There are two tunnels, each with two lanes for each direction, 10,176 metres long. Construction started on November 14, 1968. The eastbound tunnel (to Teramo) opened on December 1, 1984 while the westbound tunnel (to L'Aquila) opened in 1993. Costs for the entire project amounted to approximately 1,700 billion Italian liras (nearly €890 million) - instead of the initially foreseen 80 billion Italian liras, due to unforeseen circumstances.

The tunnels host the Laboratori Nazionali del Gran Sasso, the largest underground research center in the world.
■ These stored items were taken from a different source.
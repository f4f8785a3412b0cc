// Copyright 2025 Umberto Gotti <umberto.gotti@umbertogotti.dev>
// Licensed under the Apache License, Version 2.0
// http://www.apache.org/licenses/LICENSE-2.0

use phrase_search_core::worker_runtime::{WorkerRuntime, WorkerTask};
use tokio::task::{self, JoinError, JoinHandle};

/// Tokio task-based runtime
#[derive(Clone, Copy)]
pub struct TokioRuntime;

impl<T> WorkerRuntime<T> for TokioRuntime
where
    T: WorkerTask<Output = ()> + Send + 'static,
{
    type Handle = JoinHandle<()>;
    type Error = JoinError;

    fn spawn(task: T) -> Self::Handle {
        task::spawn(task.run())
    }

    async fn join(handle: Self::Handle) -> Result<(), Self::Error> {
        handle.await
    }
}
This underground laboratories are used by the INFN (Istituto Nazionale di Fisica Nucleare - National Nuclear Physics Laboratory) for experiments that require a low background environment in the fields of astroparticle physics and nuclear astrophysics. Construction works started in 1982 and ended in 1987. These labs are located approximately 1,400 metres under the Gran Sasso massif, protecting the experiments from cosmic rays.

It is the third longest road tunnel in Italy, after the Fréjus and Monte Bianco tunnels, and the longest road tunnel entirely on Italian territory. At the time, it was Europe’s longest double-barrel tunnel, ranking twelfth in the world. As of 2025, it's Europe’s second longest double-barrel road tunnel after the Ryfylke Tunnel, ranking 33rd in the world. (Note: See List of longest road tunnels)

The highway over the mountain, which now sees little traffic, has been renamed the Grand Highway of the Gran Sasso and Monti della Laga National Park to highlight its status as a scenic route.